A little background on us, we are both fairly active, live on a working family cattle farm as a hobby, she had her job I had mine. She loved being outside, cut grass, weed eat. We traveled did a lot of things. 2 kids

my wife at age of 44 had a 6 cm blood clot in brain. She has never smoked or done drugs or any health issues at all. The day before took care of grass, at the pool and finished off the day watching skunks eating cat food on front porch. I have worked from home since 2004, don’t have to travel. On a Monday morning I came upstairs to get something and found her on floor of bedroom. She had 1 of the best neurologist in county working on her. 1 week in ICU, 6 weeks of in patient therapy. This was 6/6/16. We will be 19 years of marriage in April. After 3 months of blood tests, neurologists sat down and said had no idea why or how or where blood clot came from. The only thing that we know is it happened when she was sleeping. The last part to add, her neurology psychologist did 2 days of tests determined that the biggest parts of brain on the right side was logical thinking and reasoning. Some short term memory issues. Last March, out of the blue lost my job. Eventually found something but took a lot longer than expected. Lucky to still be working at home. Physically, her left arm is completely gone, no use or movement. Left leg some movement in left hip. A LOT of tone issues in left leg and ankle

  With that said, and not nearly as bad as others here have it. Before stroke, we were like to puzzle pieces that went together. Now, I don’t know what to think, or where to start. She keeps saying she wants her husband back, because I don’t treat her like I did before the stroke. Accused me of cheating on her ( no I did not ), thinks that I would constantly send emails out bad mouthing her, to friends. I can go on and on. She cries a LOT, most of the time, no idea why. Her mom has lived with us for the last 15 or 16 years and once in a while will come up to me and say I don’t know how you deal with her. Again I work from home I even ask..when did I do that, do I sneak out in middle of the night? And it’s now getting worse and it is wearing on me, and feeling completely overwhelmed. I have been seeing a shrink last few months. She is constantly taking shots and digs at me, complaining that i didn’t like a post she put on Facebook. She doesn’t believe anything I say, thinks her own 14 year old daughter doesn’t like her. The same daughter who volunteered to learn how to straight cath because we needed someone else to know how to besides me. I’m sure at the age of 12, most daughters would want to, but as she said, if I have to I have to.

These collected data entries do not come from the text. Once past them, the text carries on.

// fixtures/tables/japan_segments.rs
//
// Rectangular map segments around Kagoshima, seeded by
// `sql/japan_segments.sql`. Geometry is not decoded on the Rust side:
// queries select `ST_AsEWKT(bounds) AS bounds` to get it as text.

use crate::fixtures::FixtureTable;
use serde::{Deserialize, Serialize};
use sqlx::FromRow;

/// A row of `japan_segments`, with `bounds` rendered as EWKT
#[derive(Debug, Clone, PartialEq, FromRow, Serialize, Deserialize)]
pub struct JapanSegment {
    pub id: String,
    pub bounds: String,
}

impl JapanSegment {
    /// Query returning every segment in a shape `JapanSegment` can decode
    pub const SELECT_ALL: &'static str =
        "SELECT id, ST_AsEWKT(bounds) AS bounds FROM japan_segments ORDER BY id";
}

pub struct JapanSegmentsTable;

impl FixtureTable for JapanSegmentsTable {
    const TABLE: &'static str = "japan_segments";
    const FIXTURE: &'static str = "japan_segments.sql";
}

 I can go on and on...but it’s wearing me down. I talk to her best friend all the time and keep her informed. I’m approaching my limit and frustrated. I’m thinking of marriage counseling, but the whole logical thinking and reasoning, will counseling be able to get through to her?

 I don’t get to exercise like I use to or spend much time at farm. The other thing that is frustrating is, outside of therapy, she does nothing at home to help herself. No exercising, just putting weight on left leg or anything to help herself. She sits, eats, watches soaps and hgtv. That’s it.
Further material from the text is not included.